Airlines say that self-service is the way to go. It makes customers travel easy. Customers want it.
Is it true? May be, but with limits.
Automated systems, such as online booking and self-serve checking-in, are programmed based on a set of assumptions, based on a hypothesis that all the things go well throughout a travel.
Travel however is full of irregulars. Each travel is different. In addition, passenger convenience is very personal. Self-service check in is stressful for me when traveling with 2-3 bags and luggage (This is a normal travel style for a woman traveling a long distance with connecting flights). There is no space to put a handbag. This requires me to do some complicating maneuver to pick up a reservation record from the bag before typing a booking number in a kiosk in front of me. The process is more complicated for a parent traveling with two young children.
I can go on to list other experiences of this kind. The same is true for aged passengers who don’t understand languages spoken by airline staff, or who are not familiar with doing things on computers.

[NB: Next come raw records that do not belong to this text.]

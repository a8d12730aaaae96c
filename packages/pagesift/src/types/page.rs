//! Fetched page content, prior to normalization.

use chrono::{DateTime, Utc};
use serde::{Deserialize, Serialize};
use std::collections::HashMap;

/// Which fetch strategy produced a page.
#[derive(Debug, Clone, Copy, PartialEq, Eq, Serialize, Deserialize)]
#[serde(rename_all = "lowercase")]
pub enum ContentKind {
    /// Plain HTTP GET, no script execution
    Static,
    /// Full page load with script execution via a rendering service
    Rendered,
}

impl std::fmt::Display for ContentKind {
    fn fmt(&self, f: &mut std::fmt::Formatter<'_>) -> std::fmt::Result {
        match self {
            ContentKind::Static => f.write_str("static"),
            ContentKind::Rendered => f.write_str("rendered"),
        }
    }
}

/// Raw content retrieved for one URL.
///
/// Lives only for the duration of one item's processing; the pipeline
/// converts it to a normalized document and drops it. Never persisted.
#[derive(Debug, Clone, Serialize, Deserialize)]
pub struct FetchedContent {
    /// URL the content came from
    pub url: String,

    /// Raw body (HTML for static fetches, markdown for rendered ones)
    pub body: String,

    /// Which strategy produced this content
    pub kind: ContentKind,

    /// MIME type from the response, if reported
    pub content_type: Option<String>,

    /// When the content was fetched
    pub fetched_at: DateTime<Utc>,

    /// Transport metadata (e.g. selected response headers)
    #[serde(default)]
    pub metadata: HashMap<String, String>,
}

impl FetchedContent {
    /// Create fetched content with minimal fields.
    pub fn new(url: impl Into<String>, body: impl Into<String>, kind: ContentKind) -> Self {
        Self {
            url: url.into(),
            body: body.into(),
            kind,
            content_type: None,
            fetched_at: Utc::now(),
            metadata: HashMap::new(),
        }
    }

    /// Set the content type.
    pub fn with_content_type(mut self, content_type: impl Into<String>) -> Self {
        self.content_type = Some(content_type.into());
        self
    }

    /// Add a metadata key-value pair.
    pub fn with_metadata(mut self, key: impl Into<String>, value: impl Into<String>) -> Self {
        self.metadata.insert(key.into(), value.into());
        self
    }

    /// Body length in bytes.
    pub fn body_len(&self) -> usize {
        self.body.len()
    }

    /// Whether any non-whitespace content was fetched.
    pub fn has_body(&self) -> bool {
        !self.body.trim().is_empty()
    }

    /// Whether the body should be treated as HTML markup.
    pub fn is_html(&self) -> bool {
        match &self.content_type {
            Some(ct) => ct.contains("html"),
            // No declared type: sniff for markup
            None => self.body.trim_start().starts_with('<'),
        }
    }
}

#[cfg(test)]
mod tests {
    use super::*;

    #[test]
    fn builder() {
        let page = FetchedContent::new("https://example.com", "<html></html>", ContentKind::Static)
            .with_content_type("text/html; charset=utf-8")
            .with_metadata("http_status", "200");

        assert_eq!(page.url, "https://example.com");
        assert_eq!(page.kind, ContentKind::Static);
        assert!(page.is_html());
        assert_eq!(page.metadata.get("http_status"), Some(&"200".to_string()));
    }

    #[test]
    fn empty_body_detection() {
        let empty = FetchedContent::new("https://example.com", "   ", ContentKind::Static);
        assert!(!empty.has_body());

        let full = FetchedContent::new("https://example.com", "text", ContentKind::Rendered);
        assert!(full.has_body());
    }

    #[test]
    fn html_sniffing_without_content_type() {
        let html = FetchedContent::new("https://example.com", "  <!doctype html>", ContentKind::Static);
        assert!(html.is_html());

        let markdown = FetchedContent::new("https://example.com", "# Heading", ContentKind::Rendered);
        assert!(!markdown.is_html());
    }
}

Airlines are moving on toward “contact-less” travel.
The idea sounds good and logical to airlines, but I wish it doesn’t go too far. In reality, air travel is a complex activity as it involves a number of small but important events, from booking, checking-in, flying, changing flights to picking up luggage at the destination airport.
Self-service will work only if it is accompanied by a carefully organised safety net, as passenger requirements are so varied that one can’t take them into account in self-service systems. I hope airlines listen to customers carefully, in preparing the way forward of “DIY” or Do-it-Yourself in the air travel process.